# Octaves, Zouks, Citterns, Tenors and Electrics > Tenor Guitars >  C Brac (Tamburitza Family Croatian-style tenor guitar)

## Ed Goist

A friend of mine has gotten his hands on a C Brac (a Tamburitza family Croatian style tenor guitar) custom made by Nick Orehovic from Pittsburgh. It seems to be in pretty nice shape (see pic below). It's got five strings, including a double course on the high end. He's pretty sure it's in guitar tuning (E-A-D-GG) now, but I'm sure it could also be tuned in OM tuning (G-D-A-EE).

Of course, he thought I might be interested in it.

Does anyone have any idea how much one of these things would go for in today's market (assuming it's in as good a shape as it appears to be in)?

I probably shouldn't even go and play it...No good can come from that!  :Wink:

----------


## ambrosepottie

http://www.vintageinstruments.com/ph.../tambo5ful.jpg

From Players Vintage Instruments. There's a youtube vide of it being played on the site as well as pricing info etc... Sounds good.

----------


## Paul Kotapish

There used to be several tamburitza-oriented forums online. Nothing as elaborate as the Cafe, but useful. All of them seem to be closed down at the moment, but you might try monitoring the Tamburitza Association of America site and see if they get the forum up again. Or you might be able to contact one of those folks more directly for some info. 

http://www.tamburitza.org/

Meanwhile, check out this very cool site with loads of vintage tamburitza recordings (digitized from old 78s) available for streaming. Lots of tamburitza orchestra dance instrumentals and songs, but some duets and small-combo recordings, too. Great stuff. 

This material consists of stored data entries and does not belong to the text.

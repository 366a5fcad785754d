//! Content-addressed raw page snapshots

use crate::error::FetchError;
use crate::store::{RawSnapshot, Store};
use chrono::{DateTime, Utc};
use std::path::{Path, PathBuf};
use tracing::debug;

/// Writes page captures to `<dir>/<blake3>.html` and records them in the store
#[derive(Clone)]
pub struct SnapshotWriter {
    dir: PathBuf,
    store: Store,
}

impl SnapshotWriter {
    pub fn new(dir: impl Into<PathBuf>, store: Store) -> Self {
        Self {
            dir: dir.into(),
            store,
        }
    }

    pub fn dir(&self) -> &Path {
        &self.dir
    }

    /// Persist a capture; identical content shares one file
    pub async fn persist(
        &self,
        source: &str,
        url: &str,
        fetched_at: DateTime<Utc>,
        html: &str,
    ) -> Result<RawSnapshot, FetchError> {
        let hash = blake3::hash(html.as_bytes()).to_hex().to_string();
        let path = self.dir.join(format!("{}.html", hash));

        if tokio::fs::metadata(&path).await.is_err() {
            tokio::fs::create_dir_all(&self.dir)
                .await
                .map_err(|e| FetchError::Snapshot(format!("{}: {}", self.dir.display(), e)))?;
            tokio::fs::write(&path, html.as_bytes())
                .await
                .map_err(|e| FetchError::Snapshot(format!("{}: {}", path.display(), e)))?;
        } else {
            debug!("Snapshot {} already on disk", hash);
        }

        let snapshot = RawSnapshot::new(
            source,
            url,
            fetched_at,
            hash,
            path.display().to_string(),
        );
        self.store
            .insert_snapshot(&snapshot)
            .await
            .map_err(|e| FetchError::Snapshot(e.to_string()))?;
        Ok(snapshot)
    }

    /// Read a capture back for re-extraction
    pub async fn load(&self, snapshot: &RawSnapshot) -> Result<String, FetchError> {
        tokio::fs::read_to_string(&snapshot.path)
            .await
            .map_err(|e| FetchError::Snapshot(format!("{}: {}", snapshot.path, e)))
    }
}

http://tamburitza78s.blogspot.com/p/...-contents.html

You might even decide--once you succumb to TAS--to leave it in brac tuning.

----------


## Paul Kotapish

Found a site with a (slightly) more active forum: http://www.tamburaland.com/site/

Check it out.

----------


## multidon

Tamburitzan music is very popular in the Pittsburgh area, largely because there is a large concentration of folks of Serbo-Croatian descent. The Duquesne University Tamburitzans are the most famous, but there are numerous youth oriented groups around SW PA dedicated to the preservation of Eastern European folk culture. The brac is indeed very tenor guitar like. There is a mandolin-like instrument called a prim and a guitar-like instrument called a bugarija. These instruments serve a relatively small niche market so are usually luthier-made, which is a good thing, but low demand keeps the prices of used instruments down. There is a bugarija made by a different luthier from Pittsburgh on eBay right now at a buy it now price of $689.00. I would speculate that your friend's brac is in this general value range, perhaps 500-700 dollars depending on who wants it. You really need to be hooked into the Serbo-Croatian community to sell one of these.

----------

DavidKOS

----------


## Atbean

Did this ever sell?

----------


## Ed Goist

Funny you should ask...
I was just talking to my buddy this past weekend, and he told me the Brac just recently finally sold for ~$300.
Looks like somebody got a nice deal.

----------

DavidKOS

----------


## Jim Garber

For your entertainment...

----------


## Ed Goist

Another C Brac has been posted on ebay (NFI). 
I just sent a message to the seller telling him what he has (as best I knew).
Pretty cool instrument.

----------


## Jim Garber

Nice MOTS on that one, Ed. I think your friend's looks like a higher quality instrument. I like the funkiness of that one but not so sure that the workmanship is up to your friend's.

----------


## Charles E.

> For your entertainment...


Wow, that is cool. I wonder what the bass instrument looks like? You gotta love those boots!

----------


## mrmando

I don't think that one is a brac ... more likely a celo (the next biggest tamburitza instrument).

----------


## Jim Garber

This might clear up some confusion. From the Tamburitza Association of America:

----------


## Ed Goist

> This might clear up some confusion. From the Tamburitza Association of America:


Wow, the C'elo is a double octave mandolin! That's some low end. I wonder what the scale on these is?
I've suggested to the seller of the instrument above that he list the scale. That would help determine the identity of it.

----------


## Bruce Clausen

Nice to find this thread.  I've just come across an interesting old instrument being advertised as a brac here in Vancouver.  It's a different body style but I guess plays in the same tenor range.  Looks like the four strings play as two two-string courses, but that may not be the original set-up. Also the fretting seems to be partly diatonic.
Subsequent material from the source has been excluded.